Data Structure: Trie Tree
Here is an example of a Trie tree:
It's a data structure used to store words and prefixes of words.
Note how the words are forming when you start from the root and go into the branches of the tree.
Look at the words PAST and PART, they share the same first nodes P and A.
This kind of data structre is very fast for word searching and word suggestions, it's like looking for a word in a dictionary, you don't go page by page and word by word, right? you'd open the page that has the first character of the word you are looking for, and then you try to look around for words that has the second character and so on until you find the word you are looking for.
Let's build it using python:
First, as you can see the tree is not binary, so each node can have multiple children nodes. The question is how shall we attach them to the parent node? as a list or as a dictionary?
Since we don't care about the order of the attached children, we better use a dictionary for fast lookup O(1) vs O(n) at each character if we use a list (which would result in a time complexity of O(nxm) where m is the length of the word we are looking for).
So, here is how the node is represented
class Trie_Node:
def __init__(self):
self.children: dict = dict()
self.is_word_end = False
Note that I've added a flag (is_word_end) to let me know when we have reach the end of a word in our tree.

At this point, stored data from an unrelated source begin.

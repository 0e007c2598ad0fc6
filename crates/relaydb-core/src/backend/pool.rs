//! Fixed-size backend session pool.
//!
//! Capacity is enforced with a semaphore: a session pinned through
//! prepare→commit keeps its permit, so pinned sessions count against the
//! pool exactly like active ones. `acquire` waits up to the configured
//! timeout and then fails with a structured error.

use std::ops::{Deref, DerefMut};
use std::sync::Arc;
use std::time::Duration;

use tokio::sync::{OwnedSemaphorePermit, Semaphore};

use crate::backend::Backend;
use crate::error::{CoreError, Result};

/// Configuration for a backend session pool.
#[derive(Debug, Clone)]
pub struct PoolConfig {
    /// Maximum concurrent sessions, pinned ones included.
    pub capacity: usize,
    /// Maximum time to wait for a free slot.
    pub acquire_timeout_ms: u64,
}

impl Default for PoolConfig {
    fn default() -> Self {
        PoolConfig {
            capacity: 5,
            acquire_timeout_ms: 30_000,
        }
    }
}

/// Shared handle to a bounded set of backend sessions.
pub struct BackendPool<B: Backend> {
    backend: Arc<B>,
    permits: Arc<Semaphore>,
    config: PoolConfig,
}

impl<B: Backend> Clone for BackendPool<B> {
    fn clone(&self) -> Self {
        BackendPool {
            backend: Arc::clone(&self.backend),
            permits: Arc::clone(&self.permits),
            config: self.config.clone(),
        }
    }
}

impl<B: Backend> BackendPool<B> {
    pub fn new(backend: B, config: PoolConfig) -> Self {
        BackendPool {
            permits: Arc::new(Semaphore::new(config.capacity)),
            backend: Arc::new(backend),
            config,
        }
    }

    /// Acquire a session, waiting up to the configured timeout for a slot.
    pub async fn acquire(&self) -> Result<PooledSession<B>> {
        let wait = Duration::from_millis(self.config.acquire_timeout_ms);
        let permit = tokio::time::timeout(wait, Arc::clone(&self.permits).acquire_owned())
            .await
            .map_err(|_| CoreError::PoolTimeout(self.config.acquire_timeout_ms))?
            .map_err(|_| CoreError::Backend("session pool closed".to_string()))?;
        let session = self.backend.begin()?;
        Ok(PooledSession {
            session,
            _permit: permit,
        })
    }

    /// Whether the underlying engine answers a liveness probe.
    pub fn health(&self) -> bool {
        self.backend.ping()
    }

    /// Slots currently free (capacity minus active and pinned sessions).
    pub fn available(&self) -> usize {
        self.permits.available_permits()
    }

    pub fn backend(&self) -> &Arc<B> {
        &self.backend
    }

    pub fn config(&self) -> &PoolConfig {
        &self.config
    }
}

/// A session holding one pool slot; the slot is freed when the session is
/// dropped, whether or not it committed.
pub struct PooledSession<B: Backend> {
    session: B::Session,
    _permit: OwnedSemaphorePermit,
}

impl<B: Backend> std::fmt::Debug for PooledSession<B> {
    fn fmt(&self, f: &mut std::fmt::Formatter<'_>) -> std::fmt::Result {
        f.debug_struct("PooledSession").finish_non_exhaustive()
    }
}

impl<B: Backend> Deref for PooledSession<B> {
    type Target = B::Session;

    fn deref(&self) -> &Self::Target {
        &self.session
    }
}

impl<B: Backend> DerefMut for PooledSession<B> {
    fn deref_mut(&mut self) -> &mut Self::Target {
        &mut self.session
    }
}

Looking at the above example again, PA is not a word but PART is, therefore, we would have the flag as True
at the node with the character T
Here is how I've implemented the whole Trie tree:
class Trie_Node:
def __init__(self):
self.children = dict()
self.is_word_end = False
class Trie_tree:
def __init__(self):
self.root = Trie_Node()
def insert(self, word: str):
'''Converts an input word into nodes in our Trie tree'''
# start at the root node
current_node = self.root
# loop over the word character by character
for c in word:
if not c in current_node.children:
# If this character is not in our tree:
# Create a node if it does not exist
current_node.children[c] = Trie_Node()
# Then switch to it
current_node = current_node.children[c]
else:
# If this character is already in our tree:
# Switch to it's node, and continue
# the looping over the remaining characters
current_node = current_node.children[c]
# set the last node (character) as a word end
current_node.is_word_end = True
return self
Let's harness it's powers!
So far we have the script that we will use to build our trie tree. Now, let's have some example use cases:
-
Searching
A user types a word and we search for it in our trie tree.
We return True
if it's in our tree and False
otherwise.
def lookup(self, word):
current_node = self.root
# loop over the word string character by character
for char in word:
# return false if we reached a character that is not in our tree
if not char in current_node.children.keys():
return False
# traverse to that child node
current_node = current_node.children[char]
return True
Let's test it:
my_trie = Trie_tree()
res = my_trie.insert("hello")
res = my_trie.insert("her")
res = my_trie.insert("car")
print(res.lookup("car")) # True
print(res.lookup("cat")) # False
print(res.lookup("ca")) # True
Note that searching for "ca"
returns True
which is wrong, it's part of a word, but not A word. So let's fix that:
def lookup(self, word):
current_node: Trie_Node = self.root
# loop over the word string character by character
for char in word:
# return false if we reached a character that is not in our tree
if not char in current_node.children.keys():
return False
# traverse to that child node
current_node = current_node.children[char]
# if it's a word (not part of a stored word), this will return True, otherwise: False
return current_node.is_word_end
Note the last line, this will make sure that we return True
only when the whole word is stored in our tree.
Now if we run our test again:
print(res.lookup("car")) # True
print(res.lookup("cat")) # False
print(res.lookup("ca")) # False
That's better!
The fun part :)
How about we test our trie tree with a massive dataset?
First I'd like to test searching with normal for loop:
start = time.perf_counter()
for item in data:
if item == "Spb7I8yn":
print(True)
break
end = time.perf_counter()
print(end - start) # 0.016 second (16 milli seconds)
Now with the python built in in
statement
start = time.perf_counter()
print("Spb7I8yn" in data)
end = time.perf_counter()
print(end - start) # 0.0048 second (4.8 milli seconds)
Now our trie tree
my_trie = Trie_tree()
for word in data:
my_trie.insert(word)
start = time.perf_counter()
result = my_trie.lookup("Spb7I8yn")
print(result)
end = time.perf_counter()
print(end - start) # 0.00047 second (0.47 milli seconds)
If we campare it with the optimized built it in
, we can see that it's about 10 times faster!
The time complexity for lookup is O(length of the word) which is great!
But, maybe you're wondering, what about this step:
for word in data:
my_trie.insert(word)
But it's a one time step, so imagine we have a real world system in which we have our data in a Trie tree. We'd load the data once into our tree and that's it.
When we need to add another word to our tree then we would of course use the .insert
method which is definitly more expensive that a .append
method in a list.
Also, as of everything in the world, there is a tradeoff for having such a speed, which is the space complexity of O(n) where n is all of the characters of the stored words in our tree. For every character/node we are consuming more memory compared to having the character as an item in a list.